Boulevard // 2021

Client Checkout

Overview

Boulevard is a business management platform for businesses in the beauty, personal care, and MedSpa industries. For this project, I led design for a cross-platform checkout experience — integrating custom payment hardware while also reimagining the end-to-end flow for both clients and the staff members supporting them.

Role: Lead Designer
Worked with product management and engineering to sequence, research, and design for desktop and tablet experiences.

Timeline: 4 months
December 2020–March 2021

THE PROBLEM

For businesses on the Boulevard platform, checkout was restrictive, clunky, and generally disjointed.

This resulted in front desk staff doing a lot of manual work to get through checkout. From verbally asking clients about gratuity (often awkward), to manually entering payment information (time consuming and not always secure), it was clear that there were opportunities to improve the overall experience for everyone involved.

THE OPPORTUNITY

Rebuild the checkout experience to support a new custom payments hardware terminal, and facilitate seamless interactions between customers and staff.

At this time, Boulevard was building its own custom card reader hardware—the Duo—to facilitate secure payments to its customers. However, the new Duo reader couldn’t communicate with our existing client-facing reception app that connected to the desktop platform. In order to support the new Duo hardware, we had to rebuild the app, which was great news because the existing tablet app was outdated and had a host of usability issues and limitations.

The process

DISCOVERY

Understand where we started

Before anything else, I audited the existing 'Reception' app to get a clear picture of where we were starting from and what we were working against. I explicitly called out friction points, unknowns, and other opportunities worth tackling with this new product.

Check in with customers

Through early observational research and customer surveys, I gained an understanding of how front desks actually operated. Generally, there was a lack of visibility into what was going on between iPads and the front desk computers. It was also common for businesses to use multiple devices for multiple tasks.

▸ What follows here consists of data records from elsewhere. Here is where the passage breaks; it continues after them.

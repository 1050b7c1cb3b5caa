//! PostgreSQL-backed [`JobQueue`].

use std::collections::BTreeMap;

use async_trait::async_trait;
use kublade_core::queue::{
    EnqueueOutcome, FailOutcome, JobQueue, JobState, NewJob, QueueCounts, QueueError, QueuedJob,
    WorkerHeartbeat,
};
use kublade_core::types::{DbId, Timestamp};
use sqlx::PgPool;

use crate::models::job::Job;
use crate::models::status::JobStatus;
use crate::repositories::{JobRepo, WorkerRepo};

fn backend(err: sqlx::Error) -> QueueError {
    QueueError::Backend(err.to_string())
}

fn into_queued(job: Job) -> Result<QueuedJob, QueueError> {
    job.into_queued()
        .map_err(|status_id| QueueError::Backend(format!("unknown job status id {status_id}")))
}

/// Job queue over the `jobs` table, shared by the API server and the worker.
#[derive(Clone)]
pub struct PgJobQueue {
    pool: PgPool,
}

impl PgJobQueue {
    pub fn new(pool: PgPool) -> Self {
        Self { pool }
    }

    /// Distinguish a missing job from one in the wrong state after a
    /// guarded update matched nothing.
    async fn not_settleable(&self, id: DbId, attempt: i32) -> QueueError {
        match JobRepo::find_by_id(&self.pool, id).await {
            Ok(Some(_)) => QueueError::NotRunning { id, attempt },
            Ok(None) => QueueError::JobNotFound(id),
            Err(e) => backend(e),
        }
    }
}

#[async_trait]
impl JobQueue for PgJobQueue {
    async fn enqueue(&self, job: NewJob) -> Result<EnqueueOutcome, QueueError> {
        JobRepo::enqueue(&self.pool, &job).await.map_err(backend)
    }

    async fn claim_next(&self, queues: &[String]) -> Result<Option<QueuedJob>, QueueError> {
        JobRepo::claim_next(&self.pool, queues)
            .await
            .map_err(backend)?
            .map(into_queued)
            .transpose()
    }

    async fn complete(&self, id: DbId, attempt: i32) -> Result<(), QueueError> {
        match JobRepo::complete(&self.pool, id, attempt).await.map_err(backend)? {
            Some(_) => Ok(()),
            None => Err(self.not_settleable(id, attempt).await),
        }
    }

    async fn fail(&self, id: DbId, attempt: i32, error: &str) -> Result<FailOutcome, QueueError> {
        let Some(job) = JobRepo::fail(&self.pool, id, attempt, error)
            .await
            .map_err(backend)?
        else {
            return Err(self.not_settleable(id, attempt).await);
        };
        if job.status_id == JobStatus::Failed.id() {
            Ok(FailOutcome::Failed)
        } else {
            Ok(FailOutcome::Retrying {
                attempts: job.attempts,
            })
        }
    }

    async fn counts(&self) -> Result<Vec<QueueCounts>, QueueError> {
        let rows = JobRepo::counts(&self.pool).await.map_err(backend)?;

        let mut by_queue: BTreeMap<String, QueueCounts> = BTreeMap::new();
        for row in rows {
            let entry = by_queue.entry(row.queue.clone()).or_insert_with(|| QueueCounts {
                queue: row.queue.clone(),
                ..QueueCounts::default()
            });
            match JobStatus::from_id(row.status_id).map(JobState::from) {
                Some(JobState::Pending) => entry.pending += row.count,
                Some(JobState::Running) => entry.running += row.count,
                Some(JobState::Completed) => entry.completed += row.count,
                Some(JobState::Failed) => entry.failed += row.count,
                None => tracing::warn!(status_id = row.status_id, "Unknown job status in counts"),
            }
        }
        Ok(by_queue.into_values().collect())
    }

    async fn requeue_stale(&self, started_before: Timestamp) -> Result<u64, QueueError> {
        JobRepo::requeue_stale(&self.pool, started_before)
            .await
            .map_err(backend)
    }

    async fn record_heartbeat(&self, heartbeat: &WorkerHeartbeat) -> Result<(), QueueError> {
        WorkerRepo::upsert(&self.pool, heartbeat)
            .await
            .map_err(backend)
    }

    async fn workers(&self) -> Result<Vec<WorkerHeartbeat>, QueueError> {
        let rows = WorkerRepo::list(&self.pool).await.map_err(backend)?;
        Ok(rows.into_iter().map(WorkerHeartbeat::from).collect())
    }
}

This was an important early flag: the short-term solution needed to be designed with scale in mind — not just checkout, but a broader set of capabilities (like client check-in and mobile checkout) down the line. This mindset would help guide strategic conversations with my team and shape design solutions to be future-forward.

STRATEGY + PLANNING

Scenarios and sequencing

I partnered with my Product Manager to define and align on our focus areas. With so many moving parts — multiple devices, use cases, and user types — I created visual artifacts to map out the scenarios clearly alongside the defined scope. This shared reference, along with unified user journey “blueprints”, kept everyone aligned as complexity grew.

EXECUTE

Design areas

Based on the phases we defined, I began exploring solutions for each chunk of the project. Doing this ensured that I wouldn’t become a bottleneck and could finish things incrementally and in line with the project priorities.

Self-setup

Creating a seamless setup experience meant defining the steps for the user, putting those steps in the right sequence, and providing the right level of detail for them to be successful without getting bogged down, especially as they navigate between devices.

Device management

On the management side of things, it was important to make device settings accessible but discreet, so to avoid clients accidentally stumbling into the settings screen while interacting with the iPad during checkout. Additionally, businesses needed to clearly distinguish between iPads via unique naming and have visibility into these devices at any given time (connection status, battery, etc.)

Checkout

The introduction of a Bluetooth card reader presented additional considerations to the existing checkout workflow. I worked through this phase with both users in mind at once — mapping the staff experience directly against the client experience to make sure the two worked in harmony rather than creating friction for either side.

Gratuity and payment

In the final phase of work before the initial release, I spent my time on ironing out the details of the client-facing experience. This included nailing down the tipping process, providing visibility to a clients’ order, and moving them through payment smoothly without any hold ups.

The results

The new client experience

The final product consisted of a fresh new look, polished to fit into any Boulevard-run business. The client tablet experience provides transparency and privacy from the staff member to leave gratuity and make payments on their service. On the staff side, they also have visibility on where the client is in the checkout process, with control to manage devices and move things along and support a seamless experience.

Rollout

A pilot version was released to a small set of businesses, which included the revamped checkout functionality and client-facing gratuity experience. After the pilot, a beta version was released to a broader group of businesses, where the self-setup experience was added along with expanded support for multiple device setup.

Impact

The old Reception app saw a significant drop in usage as customers were tracked moving to the new experience — a clear signal of healthy adoption. Duo payment transactions climbed steadily, and customers reported a 24% increase in clients leaving gratuity.

New gratuity feature has been splendid so far for the time I have been using it. Breezy
— Eric from Refine WeHo

Takeaways

Hardware is hard. The complexity that came with the payment hardware pushed me to collaborate with engineering in a way I hadn't before. Understanding how the Duo terminal communicated with other devices — when it idled, when it woke up, what could go wrong — wasn't optional. And while the Duo was a driving factor for this project, it was only one part of a broader experience. Getting into the weeds with engineering gave me the technical grounding I needed to design the edge cases and error states that make or break a hardware experience — without losing sight of the bigger picture for both users.